After multiple depositions and conferencing the case with the Judge who would hear the case, the parties agreed to go to privatemediation.  After prolonged negotiations, the matter was finally settled for $200,000.00, resulting in a substantial monetary recovery to Officer Brown, over and above the injury on duty benefits he received during the year and a half he was out on IOD status. 

Injured officers throughout Massachusetts should always consider seeking a free consultation with us to determine his or her rights, benefits, and the probability of making a successful claim.  I am always available by telephone, email or a personal meeting.  Once I evaluate the case and the officer's chances of success, the decision whether to go forward rests with the officer.  If the injured officer is out of work, the decision when to return to work rests, as it should, with the officer and his or her doctor.  Unlike other attorneys, we do not believe in, nor do we have any interest in, keeping officers out injured any longer than necessary to heal from their injuries.  As it is, many of our injured officers never miss a day of work and are still able to receive substantial compensation for their injuries which continue to nag at them during long hours spent behind the wheel of a cruiser and/or standing on a road job.

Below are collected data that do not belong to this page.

// crates/partition-hub-core/src/audit.rs
// ============================================================================
// Module: Partition Hub Audit Logging
// Description: Structured audit events for credential exchange and partition calls.
// Purpose: Emit redacted JSON-lines audit records without a logging framework.
// Dependencies: serde, serde_json
// ============================================================================

//! ## Overview
//! Audit events are flat JSON objects, one per line. Sinks are swappable so
//! deployments can route events to stderr, an append-only file, or nowhere.
//! Access material is never part of an event; only partition ids, operation
//! names, error kinds, and timings are recorded.

// ============================================================================
// SECTION: Imports
// ============================================================================

use std::fs::OpenOptions;
use std::io;
use std::io::Write;
use std::path::Path;
use std::sync::Mutex;
use std::time::SystemTime;
use std::time::UNIX_EPOCH;

use serde::Serialize;

use crate::core::ErrorKind;
use crate::core::PartitionId;

// ============================================================================
// SECTION: Event Names
// ============================================================================

/// Credential minted by the trust boundary.
pub const EVENT_CREDENTIAL_ISSUED: &str = "credential_issued";
/// Credential served from the cache.
pub const EVENT_CREDENTIAL_CACHE_HIT: &str = "credential_cache_hit";
/// One partition call attempt finished.
pub const EVENT_PARTITION_CALL: &str = "partition_call";
/// A stream frame could not be decoded and was skipped.
pub const EVENT_STREAM_FRAME_SKIPPED: &str = "stream_frame_skipped";
/// An orchestration call finished.
pub const EVENT_AGGREGATE_COMPLETE: &str = "aggregate_complete";

// ============================================================================
// SECTION: Types
// ============================================================================

/// Partition hub audit event payload.
#[derive(Debug, Clone, Serialize)]
pub struct HubAuditEvent {
    /// Event identifier.
    pub event: &'static str,
    /// Event timestamp (milliseconds since epoch).
    pub timestamp_ms: u128,
    /// Partition identifier when the event concerns one partition.
    #[serde(skip_serializing_if = "Option::is_none")]
    pub partition_id: Option<PartitionId>,
    /// Operation name when known.
    #[serde(skip_serializing_if = "Option::is_none")]
    pub operation: Option<String>,
    /// Outcome label (`success` or `failure`).
    #[serde(skip_serializing_if = "Option::is_none")]
    pub outcome: Option<&'static str>,
    /// Normalized error kind label.
    #[serde(skip_serializing_if = "Option::is_none")]
    pub error_kind: Option<&'static str>,
    /// Attempt number (1-based).
    #[serde(skip_serializing_if = "Option::is_none")]
    pub attempt: Option<u32>,
    /// Latency in milliseconds.
    #[serde(skip_serializing_if = "Option::is_none")]
    pub latency_ms: Option<u64>,
    /// Free-form, non-secret detail.
    #[serde(skip_serializing_if = "Option::is_none")]
    pub detail: Option<String>,
}

/// Inputs required to construct a hub audit event.
#[derive(Debug, Clone, Default)]
pub struct HubAuditEventParams {
    /// Partition identifier.
    pub partition_id: Option<PartitionId>,
    /// Operation name.
    pub operation: Option<String>,
    /// Failure kind, when the event records a failure.
    pub error_kind: Option<ErrorKind>,
    /// Whether an outcome is being recorded.
    pub record_outcome: bool,
    /// Attempt number.
    pub attempt: Option<u32>,
    /// Latency in milliseconds.
    pub latency_ms: Option<u64>,
    /// Free-form detail.
    pub detail: Option<String>,
}

impl HubAuditEvent {
    /// Creates a new audit event with a consistent timestamp.
    #[must_use]
    pub fn new(event: &'static str, params: HubAuditEventParams) -> Self {
        let timestamp_ms =
            SystemTime::now().duration_since(UNIX_EPOCH).unwrap_or_default().as_millis();
        let outcome = params
            .record_outcome
            .then_some(if params.error_kind.is_some() { "failure" } else { "success" });
        Self {
            event,
            timestamp_ms,
            partition_id: params.partition_id,
            operation: params.operation,
            outcome,
            error_kind: params.error_kind.map(ErrorKind::as_str),
            attempt: params.attempt,
            latency_ms: params.latency_ms,
            detail: params.detail,
        }
    }
}

// ============================================================================
// SECTION: Sinks
// ============================================================================

/// Audit sink for hub events.
pub trait AuditSink: Send + Sync {
    /// Record an audit event.
    fn record(&self, event: &HubAuditEvent);
}

/// Audit sink that logs JSON lines to stderr.
pub struct StderrAuditSink;

impl AuditSink for StderrAuditSink {
    fn record(&self, event: &HubAuditEvent) {
        if let Ok(payload) = serde_json::to_string(event) {
            let _ = writeln!(std::io::stderr(), "{payload}");
        }
    }
}

/// Audit sink that logs JSON lines to a file.
pub struct FileAuditSink {
    /// File handle used for append-only logging.
    file: Mutex<std::fs::File>,
}

impl FileAuditSink {
    /// Opens the audit log file in append mode.
    ///
    /// # Errors
    ///
    /// Returns an error if the file cannot be opened.
    pub fn new(path: &Path) -> io::Result<Self> {
        let file = OpenOptions::new().create(true).append(true).open(path)?;
        Ok(Self {
            file: Mutex::new(file),
        })
    }
}

impl AuditSink for FileAuditSink {
    fn record(&self, event: &HubAuditEvent) {
        if let Ok(payload) = serde_json::to_string(event)
            && let Ok(mut file) = self.file.lock()
        {
            let _ = writeln!(file, "{payload}");
            let _ = file.flush();
        }
    }
}

/// No-op audit sink.
pub struct NoopAuditSink;

impl AuditSink for NoopAuditSink {
    fn record(&self, _event: &HubAuditEvent) {}
}

/// Audit sink that keeps events in memory for inspection.
#[derive(Default)]
pub struct MemoryAuditSink {
    /// Recorded events in arrival order.
    events: Mutex<Vec<HubAuditEvent>>,
}

impl MemoryAuditSink {
    /// Returns a snapshot of the recorded events.
    #[must_use]
    pub fn events(&self) -> Vec<HubAuditEvent> {
        self.events.lock().map(|events| events.clone()).unwrap_or_default()
    }

    /// Returns the recorded events named `event`.
    #[must_use]
    pub fn events_named(&self, event: &str) -> Vec<HubAuditEvent> {
        self.events().into_iter().filter(|recorded| recorded.event == event).collect()
    }
}

impl AuditSink for MemoryAuditSink {
    fn record(&self, event: &HubAuditEvent) {
        if let Ok(mut events) = self.events.lock() {
            events.push(event.clone());
        }
    }
}

#[cfg(test)]
mod tests;
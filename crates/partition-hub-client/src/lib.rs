// crates/partition-hub-client/src/lib.rs
// ============================================================================
// Module: Partition Hub Client Library
// Description: Remote tool invocation against partition endpoints.
// Purpose: Run one authenticated call and reconstruct one logical result.
// Dependencies: partition-hub-core, reqwest, tokio
// ============================================================================

//! ## Overview
//! [`RemoteToolClient`] posts `{operation?, arguments}` to a partition endpoint
//! with the partition's scoped credential and understands two response
//! shapes: one bounded JSON document, or a `text/event-stream` whose delta
//! frames are replayed through [`FrameDecoder`] and [`StreamAssembler`].
//! Invariants:
//! - Expired or mis-scoped credentials are refused before any I/O.
//! - Response bodies are read under a hard byte limit.
//! - The deadline covers the whole call, including stream consumption.
//!
//! Security posture: partition responses are untrusted input.

// ============================================================================
// SECTION: Modules
// ============================================================================

pub mod client;
pub mod stream;

// ============================================================================
// SECTION: Re-Exports
// ============================================================================

pub use client::ClientBuildError;
pub use client::ClientSettings;
pub use client::RemoteToolClient;
pub use stream::FrameDecoder;
pub use stream::StreamAssembler;
pub use stream::StreamFrame;
pub use stream::StreamOutcome;
pub use stream::reassemble;
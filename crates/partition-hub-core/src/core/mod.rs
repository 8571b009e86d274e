// crates/partition-hub-core/src/core/mod.rs
// ============================================================================
// Module: Partition Hub Core Types
// Description: Data model for partitions, credentials, tools, and responses.
// Purpose: Group the request-scoped and registry-scoped types.
// Dependencies: serde, serde_json, thiserror
// ============================================================================

//! ## Overview
//! Core types are plain data. Registry entries are immutable after load;
//! credentials, tool requests, and results live for one orchestration call.

// ============================================================================
// SECTION: Modules
// ============================================================================

pub mod credential;
pub mod errors;
pub mod identifiers;
pub mod partition;
pub mod response;
pub mod time;
pub mod tool;

// ============================================================================
// SECTION: Re-Exports
// ============================================================================

pub use credential::AccessMaterial;
pub use credential::ScopedCredential;
pub use errors::BrokerError;
pub use errors::ErrorKind;
pub use errors::InvokeError;
pub use errors::ToolFailure;
pub use errors::no_matching_operation;
pub use identifiers::OperationName;
pub use identifiers::PartitionId;
pub use identifiers::TrustBoundaryId;
pub use identifiers::TrustRef;
pub use partition::Partition;
pub use partition::PartitionRegistry;
pub use partition::RegistryError;
pub use response::ARCHITECTURE_LABEL;
pub use response::AggregateMetadata;
pub use response::ComparisonPayload;
pub use response::CompositeResponse;
pub use response::PartitionResponse;
pub use time::Clock;
pub use time::ManualClock;
pub use time::SystemClock;
pub use time::Timestamp;
pub use tool::ArgumentBag;
pub use tool::ToolRequest;
pub use tool::ToolResult;

#[cfg(test)]
mod tests;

As with all claims involving an officer's injury on duty, there are no guarantees.  Many police injury cases involve sophisticated legal issues, problems of proof, technical insurance policy coverage disputes, and issues that arise under Massachusetts General Laws c. 41, §100 and §111F, Chapter 152, State Police Article 8 and/or other related laws.

When we work on these cases, we work on a contingent fee basis. That means the injured officer pays nothing up front and while the case is pending.  He or she only need pay for legal services and expenses at the end of the case, if we successfully collect money on the claim.   We typically will receive one-third of the money collected.   In the off-chance we are unable to collect money for the injured officer, the officer owes nothing for our legal services.